* THE PROBLEM
Go through the listing below and return each line that includes "Infallible".

* SUPPLIED DATA
..........

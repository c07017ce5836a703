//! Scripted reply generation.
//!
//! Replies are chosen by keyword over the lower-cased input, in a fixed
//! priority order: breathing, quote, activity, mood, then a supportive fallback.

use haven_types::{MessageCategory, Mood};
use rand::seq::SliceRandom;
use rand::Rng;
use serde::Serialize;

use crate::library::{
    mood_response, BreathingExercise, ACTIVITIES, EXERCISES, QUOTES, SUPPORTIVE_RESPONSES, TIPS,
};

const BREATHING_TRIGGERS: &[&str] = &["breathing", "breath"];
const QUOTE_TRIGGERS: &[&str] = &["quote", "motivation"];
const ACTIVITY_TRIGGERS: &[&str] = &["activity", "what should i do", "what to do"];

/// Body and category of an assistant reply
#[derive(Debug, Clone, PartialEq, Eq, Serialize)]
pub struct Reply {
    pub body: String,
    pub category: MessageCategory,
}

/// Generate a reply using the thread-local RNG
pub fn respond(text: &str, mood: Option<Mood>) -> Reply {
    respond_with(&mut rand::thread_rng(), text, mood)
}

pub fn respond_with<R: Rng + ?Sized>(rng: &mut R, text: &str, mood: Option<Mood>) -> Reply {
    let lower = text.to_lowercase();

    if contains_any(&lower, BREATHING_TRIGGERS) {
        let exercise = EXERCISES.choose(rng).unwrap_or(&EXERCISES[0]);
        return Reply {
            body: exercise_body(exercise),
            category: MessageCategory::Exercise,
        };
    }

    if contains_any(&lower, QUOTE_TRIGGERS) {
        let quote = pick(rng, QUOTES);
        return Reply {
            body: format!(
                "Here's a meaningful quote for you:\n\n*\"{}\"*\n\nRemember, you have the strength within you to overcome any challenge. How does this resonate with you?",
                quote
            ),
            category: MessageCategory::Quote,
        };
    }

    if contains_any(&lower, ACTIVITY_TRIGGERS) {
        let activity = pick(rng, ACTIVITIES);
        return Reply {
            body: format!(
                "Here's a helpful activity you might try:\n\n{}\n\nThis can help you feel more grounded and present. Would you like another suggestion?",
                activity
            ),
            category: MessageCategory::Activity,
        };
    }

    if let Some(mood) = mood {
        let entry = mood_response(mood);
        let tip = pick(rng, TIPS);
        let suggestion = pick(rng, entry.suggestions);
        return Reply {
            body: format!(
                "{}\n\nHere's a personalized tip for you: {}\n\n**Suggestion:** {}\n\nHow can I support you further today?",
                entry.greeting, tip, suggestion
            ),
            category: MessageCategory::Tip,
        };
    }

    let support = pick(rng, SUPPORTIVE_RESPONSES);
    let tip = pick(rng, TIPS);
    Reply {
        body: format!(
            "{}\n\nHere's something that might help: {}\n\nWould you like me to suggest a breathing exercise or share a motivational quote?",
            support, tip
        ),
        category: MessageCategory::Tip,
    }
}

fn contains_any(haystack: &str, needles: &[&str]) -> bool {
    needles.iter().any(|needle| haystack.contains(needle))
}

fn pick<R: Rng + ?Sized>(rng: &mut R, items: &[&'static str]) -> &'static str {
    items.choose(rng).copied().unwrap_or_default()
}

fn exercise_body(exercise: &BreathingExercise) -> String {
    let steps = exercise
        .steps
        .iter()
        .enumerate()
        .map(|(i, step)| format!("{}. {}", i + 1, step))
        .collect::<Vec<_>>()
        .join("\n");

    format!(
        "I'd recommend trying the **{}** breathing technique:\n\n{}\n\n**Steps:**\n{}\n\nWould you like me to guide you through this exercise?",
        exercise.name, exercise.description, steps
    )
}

..........

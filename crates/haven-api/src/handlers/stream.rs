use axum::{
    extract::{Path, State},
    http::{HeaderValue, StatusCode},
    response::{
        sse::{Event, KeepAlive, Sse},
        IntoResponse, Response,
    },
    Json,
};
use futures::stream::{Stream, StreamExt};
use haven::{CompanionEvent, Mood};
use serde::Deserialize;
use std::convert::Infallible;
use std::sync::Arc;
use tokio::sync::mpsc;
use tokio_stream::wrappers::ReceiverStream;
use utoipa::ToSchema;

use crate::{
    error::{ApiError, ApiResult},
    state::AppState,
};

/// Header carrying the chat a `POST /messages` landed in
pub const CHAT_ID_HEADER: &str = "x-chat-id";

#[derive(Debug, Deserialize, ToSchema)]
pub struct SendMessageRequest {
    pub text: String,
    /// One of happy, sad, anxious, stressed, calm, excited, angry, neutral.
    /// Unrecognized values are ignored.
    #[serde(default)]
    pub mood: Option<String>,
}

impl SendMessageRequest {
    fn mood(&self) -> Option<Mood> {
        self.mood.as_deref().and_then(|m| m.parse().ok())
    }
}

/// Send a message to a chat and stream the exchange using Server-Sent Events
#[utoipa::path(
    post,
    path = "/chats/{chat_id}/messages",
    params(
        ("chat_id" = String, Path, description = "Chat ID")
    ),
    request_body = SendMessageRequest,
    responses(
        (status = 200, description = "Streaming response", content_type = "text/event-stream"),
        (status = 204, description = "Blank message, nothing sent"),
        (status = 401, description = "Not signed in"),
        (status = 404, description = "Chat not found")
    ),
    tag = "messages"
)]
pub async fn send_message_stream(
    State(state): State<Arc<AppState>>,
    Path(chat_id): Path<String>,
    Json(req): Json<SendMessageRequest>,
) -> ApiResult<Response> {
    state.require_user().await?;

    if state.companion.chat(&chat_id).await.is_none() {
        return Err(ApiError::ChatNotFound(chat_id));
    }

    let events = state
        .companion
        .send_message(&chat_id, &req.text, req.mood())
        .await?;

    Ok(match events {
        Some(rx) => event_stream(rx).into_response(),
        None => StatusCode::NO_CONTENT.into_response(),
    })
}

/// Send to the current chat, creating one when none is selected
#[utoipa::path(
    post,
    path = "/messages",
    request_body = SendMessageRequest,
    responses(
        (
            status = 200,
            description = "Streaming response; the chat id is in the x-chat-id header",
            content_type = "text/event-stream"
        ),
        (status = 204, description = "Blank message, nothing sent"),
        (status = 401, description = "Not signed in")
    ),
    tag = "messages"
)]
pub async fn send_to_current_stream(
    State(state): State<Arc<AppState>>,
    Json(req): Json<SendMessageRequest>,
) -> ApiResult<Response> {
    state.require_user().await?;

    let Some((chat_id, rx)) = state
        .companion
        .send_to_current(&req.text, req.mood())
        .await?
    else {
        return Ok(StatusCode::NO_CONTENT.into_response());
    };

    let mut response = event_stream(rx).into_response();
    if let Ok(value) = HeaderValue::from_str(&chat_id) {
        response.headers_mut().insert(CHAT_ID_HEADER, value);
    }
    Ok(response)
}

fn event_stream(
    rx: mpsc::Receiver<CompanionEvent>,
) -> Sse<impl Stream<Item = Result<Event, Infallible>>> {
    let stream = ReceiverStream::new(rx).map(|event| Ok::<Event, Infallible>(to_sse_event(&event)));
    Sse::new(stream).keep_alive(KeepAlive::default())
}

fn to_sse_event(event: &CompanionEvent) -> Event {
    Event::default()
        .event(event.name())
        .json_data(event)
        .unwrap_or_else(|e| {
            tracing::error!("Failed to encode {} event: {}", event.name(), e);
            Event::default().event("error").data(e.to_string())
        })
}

..........

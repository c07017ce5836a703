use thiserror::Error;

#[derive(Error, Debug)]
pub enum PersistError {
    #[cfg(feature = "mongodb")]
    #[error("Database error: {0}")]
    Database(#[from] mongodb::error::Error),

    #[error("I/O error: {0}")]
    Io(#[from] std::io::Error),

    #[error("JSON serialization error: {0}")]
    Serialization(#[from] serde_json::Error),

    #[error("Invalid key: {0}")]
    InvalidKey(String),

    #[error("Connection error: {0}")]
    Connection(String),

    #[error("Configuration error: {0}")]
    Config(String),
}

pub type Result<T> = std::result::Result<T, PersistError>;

..........

* ANSWER SECTION
use std::convert::Infallible;
) -> Sse<impl Stream<Item = Result<Event, Infallible>>> {
    let stream = ReceiverStream::new(rx).map(|event| Ok::<Event, Infallible>(to_sse_event(&event)));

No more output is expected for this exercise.